--- Available data Enclosed Below ---

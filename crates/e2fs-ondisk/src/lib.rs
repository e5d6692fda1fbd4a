#![forbid(unsafe_code)]
//! Bit-exact codecs for the ext2 revision-1 on-disk format.
//!
//! Parsers validate structure and report [`ParseError`]; writers patch only
//! the fields this engine models, so unmodelled bytes (OS-dependent inode
//! areas, superblock identity fields) survive read-modify-write cycles.

mod dir;
mod group_desc;
mod inode;
mod superblock;

pub use dir::{parse_entries, record_len, serialize_entries, walk_entries, DirEntry};
pub use group_desc::GroupDesc;
pub use inode::RawInode;
pub use superblock::Superblock;

use serde::{Deserialize, Serialize};

/// Directory-entry file type byte (`EXT2_FT_*`).
#[derive(Debug, Clone, Copy, PartialEq, Eq, Serialize, Deserialize)]
#[repr(u8)]
pub enum FileType {
    Unknown = 0,
    RegFile = 1,
    Dir = 2,
    Chrdev = 3,
    Blkdev = 4,
    Fifo = 5,
    Sock = 6,
    Symlink = 7,
}

impl FileType {
    #[must_use]
    pub fn from_raw(val: u8) -> Self {
        match val {
            1 => Self::RegFile,
            2 => Self::Dir,
            3 => Self::Chrdev,
            4 => Self::Blkdev,
            5 => Self::Fifo,
            6 => Self::Sock,
            7 => Self::Symlink,
            _ => Self::Unknown,
        }
    }

    /// Directory-entry type byte for a new inode's mode.
    #[must_use]
    pub fn from_mode(mode: u16) -> Self {
        if e2fs_types::is_regular_file(mode) {
            Self::RegFile
        } else if e2fs_types::is_directory(mode) {
            Self::Dir
        } else if e2fs_types::is_character_device(mode) {
            Self::Chrdev
        } else if e2fs_types::is_block_device(mode) {
            Self::Blkdev
        } else if e2fs_types::is_fifo(mode) {
            Self::Fifo
        } else if e2fs_types::is_socket(mode) {
            Self::Sock
        } else if e2fs_types::is_symlink(mode) {
            Self::Symlink
        } else {
            Self::Unknown
        }
    }
}
use e2fs_types::{
    read_le_u16, read_le_u32, write_le_u16, write_le_u32, ParseError, INLINE_SYMLINK_MAX, N_BLOCKS,
};
use serde::{Deserialize, Serialize};

/// On-disk inode record, restricted to the base-128-byte fields this engine
/// models. `blocks` counts 512-byte sectors, not filesystem blocks.
#[derive(Debug, Clone, PartialEq, Eq, Serialize, Deserialize)]
pub struct RawInode {
    pub mode: u16,
    pub uid: u16,
    pub gid: u16,
    pub size: u32,
    pub atime: u32,
    pub ctime: u32,
    pub mtime: u32,
    pub dtime: u32,
    pub links_count: u16,
    pub blocks: u32,
    pub flags: u32,
    /// `i_block[0..11]` direct, `[12]` single-, `[13]` double-, `[14]`
    /// triple-indirect. Doubles as inline storage for short symlinks and the
    /// device number of block/character special files.
    pub block_ptrs: [u32; N_BLOCKS],
}

impl RawInode {
    /// A zeroed inode record (the starting point for `create`).
    #[must_use]
    pub fn zeroed() -> Self {
        Self {
            mode: 0,
            uid: 0,
            gid: 0,
            size: 0,
            atime: 0,
            ctime: 0,
            mtime: 0,
            dtime: 0,
            links_count: 0,
            blocks: 0,
            flags: 0,
            block_ptrs: [0; N_BLOCKS],
        }
    }

    /// Parse an inode record. Requires at least the 128-byte base area.
    pub fn parse(bytes: &[u8]) -> Result<Self, ParseError> {
        if bytes.len() < 128 {
            return Err(ParseError::InsufficientData {
                needed: 128,
                offset: 0,
                actual: bytes.len(),
            });
        }

        let mut block_ptrs = [0_u32; N_BLOCKS];
        for (i, ptr) in block_ptrs.iter_mut().enumerate() {
            *ptr = read_le_u32(bytes, 0x28 + i * 4)?;
        }

        Ok(Self {
            mode: read_le_u16(bytes, 0x00)?,
            uid: read_le_u16(bytes, 0x02)?,
            size: read_le_u32(bytes, 0x04)?,
            atime: read_le_u32(bytes, 0x08)?,
            ctime: read_le_u32(bytes, 0x0C)?,
            mtime: read_le_u32(bytes, 0x10)?,
            dtime: read_le_u32(bytes, 0x14)?,
            gid: read_le_u16(bytes, 0x18)?,
            links_count: read_le_u16(bytes, 0x1A)?,
            blocks: read_le_u32(bytes, 0x1C)?,
            flags: read_le_u32(bytes, 0x20)?,
            block_ptrs,
        })
    }

    /// Patch the modelled fields into an existing inode record.
    ///
    /// `out` is the record's current bytes from its containing block; the
    /// OS-dependent areas (`i_osd1`, `i_generation`, ACL words, `i_osd2`) are
    /// left untouched so a read-modify-write cycle preserves them.
    pub fn write_into(&self, out: &mut [u8]) {
        write_le_u16(out, 0x00, self.mode);
        write_le_u16(out, 0x02, self.uid);
        write_le_u32(out, 0x04, self.size);
        write_le_u32(out, 0x08, self.atime);
        write_le_u32(out, 0x0C, self.ctime);
        write_le_u32(out, 0x10, self.mtime);
        write_le_u32(out, 0x14, self.dtime);
        write_le_u16(out, 0x18, self.gid);
        write_le_u16(out, 0x1A, self.links_count);
        write_le_u32(out, 0x1C, self.blocks);
        write_le_u32(out, 0x20, self.flags);
        for (i, ptr) in self.block_ptrs.iter().enumerate() {
            write_le_u32(out, 0x28 + i * 4, *ptr);
        }
    }

    #[must_use]
    pub fn is_directory(&self) -> bool {
        e2fs_types::is_directory(self.mode)
    }

    #[must_use]
    pub fn is_symlink(&self) -> bool {
        e2fs_types::is_symlink(self.mode)
    }

    /// Whether the symlink target is stored inline in the `i_block` area.
    #[must_use]
    pub fn has_inline_symlink(&self) -> bool {
        self.is_symlink() && (self.size as usize) < INLINE_SYMLINK_MAX
    }

    /// The raw 60 bytes of the `i_block` area, reassembled little-endian.
    ///
    /// Short symlink targets live here instead of in data blocks.
    #[must_use]
    pub fn inline_bytes(&self) -> [u8; INLINE_SYMLINK_MAX] {
        let mut out = [0_u8; INLINE_SYMLINK_MAX];
        for (i, ptr) in self.block_ptrs.iter().enumerate() {
            out[i * 4..i * 4 + 4].copy_from_slice(&ptr.to_le_bytes());
        }
        out
    }

    /// Device number for block/character special files (`i_block[0]`).
    #[must_use]
    pub fn device_number(&self) -> u32 {
        self.block_ptrs[0]
    }
}
#![forbid(unsafe_code)]
//! Identifier newtypes and on-disk field helpers shared across the workspace.
//!
//! Everything on disk is little-endian; the `read_le_*`/`write_le_*` helpers
//! bounds-check every access and report failures through [`ParseError`]
//! instead of panicking.

use serde::{Deserialize, Serialize};
use std::fmt;
use thiserror::Error;

/// Device sector size fixed by the block-device contract.
pub const SECTOR_SIZE: usize = 512;

/// The superblock always lives at byte offset 1024, regardless of block size.
pub const SUPERBLOCK_OFFSET: usize = 1024;
pub const SUPERBLOCK_SIZE: usize = 1024;
pub const EXT2_SUPER_MAGIC: u16 = 0xEF53;

/// Size of one block-group descriptor on disk.
pub const GROUP_DESC_SIZE: usize = 32;

/// Number of direct block pointers in `i_block`.
pub const NDIR_BLOCKS: usize = 12;
/// `i_block` slot of the single-indirect pointer.
pub const IND_BLOCK: usize = 12;
/// `i_block` slot of the double-indirect pointer.
pub const DIND_BLOCK: usize = 13;
/// `i_block` slot of the triple-indirect pointer.
pub const TIND_BLOCK: usize = 14;
/// Total `i_block` slots (12 direct + 3 indirect).
pub const N_BLOCKS: usize = 15;

/// Symlink targets shorter than this are stored inline in `i_block`.
pub const INLINE_SYMLINK_MAX: usize = 60;

/// First non-reserved inode on revision-0 filesystems.
pub const FIRST_INO_REV0: u32 = 11;

/// Longest directory-entry name (`name_len` is a u8, capped by convention).
pub const NAME_MAX: usize = 255;

/// Physical block number on the filesystem (32-bit in ext2).
#[derive(Debug, Clone, Copy, PartialEq, Eq, PartialOrd, Ord, Hash, Serialize, Deserialize)]
pub struct BlockIndex(pub u32);

/// 1-based inode index within a filesystem. Root is 2.
#[derive(Debug, Clone, Copy, PartialEq, Eq, PartialOrd, Ord, Hash, Serialize, Deserialize)]
pub struct InodeIndex(pub u32);

impl InodeIndex {
    pub const ROOT: Self = Self(2);
}

/// 1-based block-group index, matching the on-disk BGDT addressing used by
/// the inode location math (`group = (ino - 1) / inodes_per_group + 1`).
#[derive(Debug, Clone, Copy, PartialEq, Eq, PartialOrd, Ord, Hash, Serialize, Deserialize)]
pub struct GroupIndex(pub u32);

/// Process-unique identifier of a mounted filesystem instance.
#[derive(Debug, Clone, Copy, PartialEq, Eq, PartialOrd, Ord, Hash, Serialize, Deserialize)]
pub struct FsId(pub u32);

/// Fully-qualified inode identity: which filesystem, which inode.
#[derive(Debug, Clone, Copy, PartialEq, Eq, Hash, Serialize, Deserialize)]
pub struct InodeId {
    pub fs: FsId,
    pub index: InodeIndex,
}

impl InodeId {
    #[must_use]
    pub fn new(fs: FsId, index: InodeIndex) -> Self {
        Self { fs, index }
    }
}

impl fmt::Display for BlockIndex {
    fn fmt(&self, f: &mut fmt::Formatter<'_>) -> fmt::Result {
        write!(f, "{}", self.0)
    }
}

impl fmt::Display for InodeIndex {
    fn fmt(&self, f: &mut fmt::Formatter<'_>) -> fmt::Result {
        write!(f, "{}", self.0)
    }
}

impl fmt::Display for GroupIndex {
    fn fmt(&self, f: &mut fmt::Formatter<'_>) -> fmt::Result {
        write!(f, "{}", self.0)
    }
}

impl fmt::Display for InodeId {
    fn fmt(&self, f: &mut fmt::Formatter<'_>) -> fmt::Result {
        write!(f, "{}:{}", self.fs.0, self.index.0)
    }
}

// ── POSIX file mode constants ───────────────────────────────────────────────

/// File type mask (upper 4 bits of mode).
pub const S_IFMT: u16 = 0o170_000;
/// Named pipe (FIFO).
pub const S_IFIFO: u16 = 0o010_000;
/// Character device.
pub const S_IFCHR: u16 = 0o020_000;
/// Directory.
pub const S_IFDIR: u16 = 0o040_000;
/// Block device.
pub const S_IFBLK: u16 = 0o060_000;
/// Regular file.
pub const S_IFREG: u16 = 0o100_000;
/// Symbolic link.
pub const S_IFLNK: u16 = 0o120_000;
/// Socket.
pub const S_IFSOCK: u16 = 0o140_000;

#[must_use]
pub fn is_directory(mode: u16) -> bool {
    mode & S_IFMT == S_IFDIR
}

#[must_use]
pub fn is_regular_file(mode: u16) -> bool {
    mode & S_IFMT == S_IFREG
}

#[must_use]
pub fn is_symlink(mode: u16) -> bool {
    mode & S_IFMT == S_IFLNK
}

#[must_use]
pub fn is_block_device(mode: u16) -> bool {
    mode & S_IFMT == S_IFBLK
}

#[must_use]
pub fn is_character_device(mode: u16) -> bool {
    mode & S_IFMT == S_IFCHR
}

#[must_use]
pub fn is_fifo(mode: u16) -> bool {
    mode & S_IFMT == S_IFIFO
}

#[must_use]
pub fn is_socket(mode: u16) -> bool {
    mode & S_IFMT == S_IFSOCK
}

// ── Geometry math ───────────────────────────────────────────────────────────

/// Block size from the superblock's `s_log_block_size` shift.
///
/// Returns `None` when the shift would overflow; callers additionally
/// restrict the result to 1024/2048/4096.
#[must_use]
pub fn block_size_from_log(log_block_size: u32) -> Option<u32> {
    let shift = 10_u32.checked_add(log_block_size)?;
    1_u32.checked_shl(shift)
}

/// Block group holding an inode (1-based, like the on-disk BGDT walk).
#[must_use]
pub fn group_for_inode(ino: InodeIndex, inodes_per_group: u32) -> GroupIndex {
    GroupIndex((ino.0.saturating_sub(1)) / inodes_per_group + 1)
}

/// Index of an inode within its group's inode table and bitmap.
#[must_use]
pub fn inode_index_in_group(ino: InodeIndex, inodes_per_group: u32) -> u32 {
    (ino.0.saturating_sub(1)) % inodes_per_group
}

/// Round `value` up to the next multiple of 4 (directory record alignment).
#[must_use]
pub fn align4(value: usize) -> usize {
    (value + 3) & !3
}

/// `ceil(a / b)` for block math; `b` must be non-zero.
#[must_use]
pub fn ceil_div(a: u64, b: u64) -> u64 {
    a.div_ceil(b)
}

// ── Bounds-checked little-endian field access ───────────────────────────────

#[derive(Debug, Error, Clone, PartialEq, Eq)]
pub enum ParseError {
    #[error("insufficient data: need {needed} bytes at offset {offset}, got {actual}")]
    InsufficientData {
        needed: usize,
        offset: usize,
        actual: usize,
    },
    #[error("invalid magic: expected {expected:#x}, got {actual:#x}")]
    InvalidMagic { expected: u32, actual: u32 },
    #[error("invalid field: {field} ({reason})")]
    InvalidField {
        field: &'static str,
        reason: &'static str,
    },
}

#[inline]
pub fn ensure_slice(data: &[u8], offset: usize, len: usize) -> Result<&[u8], ParseError> {
    let Some(end) = offset.checked_add(len) else {
        return Err(ParseError::InvalidField {
            field: "offset",
            reason: "overflow",
        });
    };

    if end > data.len() {
        return Err(ParseError::InsufficientData {
            needed: len,
            offset,
            actual: data.len().saturating_sub(offset),
        });
    }

    Ok(&data[offset..end])
}

#[inline]
pub fn read_le_u16(data: &[u8], offset: usize) -> Result<u16, ParseError> {
    let bytes = ensure_slice(data, offset, 2)?;
    Ok(u16::from_le_bytes([bytes[0], bytes[1]]))
}

#[inline]
pub fn read_le_u32(data: &[u8], offset: usize) -> Result<u32, ParseError> {
    let bytes = ensure_slice(data, offset, 4)?;
    Ok(u32::from_le_bytes([bytes[0], bytes[1], bytes[2], bytes[3]]))
}

#[inline]
pub fn write_le_u16(data: &mut [u8], offset: usize, value: u16) {
    data[offset..offset + 2].copy_from_slice(&value.to_le_bytes());
}

#[inline]
pub fn write_le_u32(data: &mut [u8], offset: usize, value: u32) {
    data[offset..offset + 4].copy_from_slice(&value.to_le_bytes());
}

--- End of Enclosed Available data ---

| Task to carry out |
Repeat the material exactly. Begin with its first line and end with the line that has "pub use group_desc::GroupDesc;".

| Problem solution |
filename crates/e2fs-ondisk/src/lib.rs
repository e5d6692fda1fbd4a
#![forbid(unsafe_code)]
//! Bit-exact codecs for the ext2 revision-1 on-disk format.
//!
//! Parsers validate structure and report [`ParseError`]; writers patch only
//! the fields this engine models, so unmodelled bytes (OS-dependent inode
//! areas, superblock identity fields) survive read-modify-write cycles.

mod dir;
mod group_desc;
mod inode;
mod superblock;

pub use dir::{parse_entries, record_len, serialize_entries, walk_entries, DirEntry};
pub use group_desc::GroupDesc;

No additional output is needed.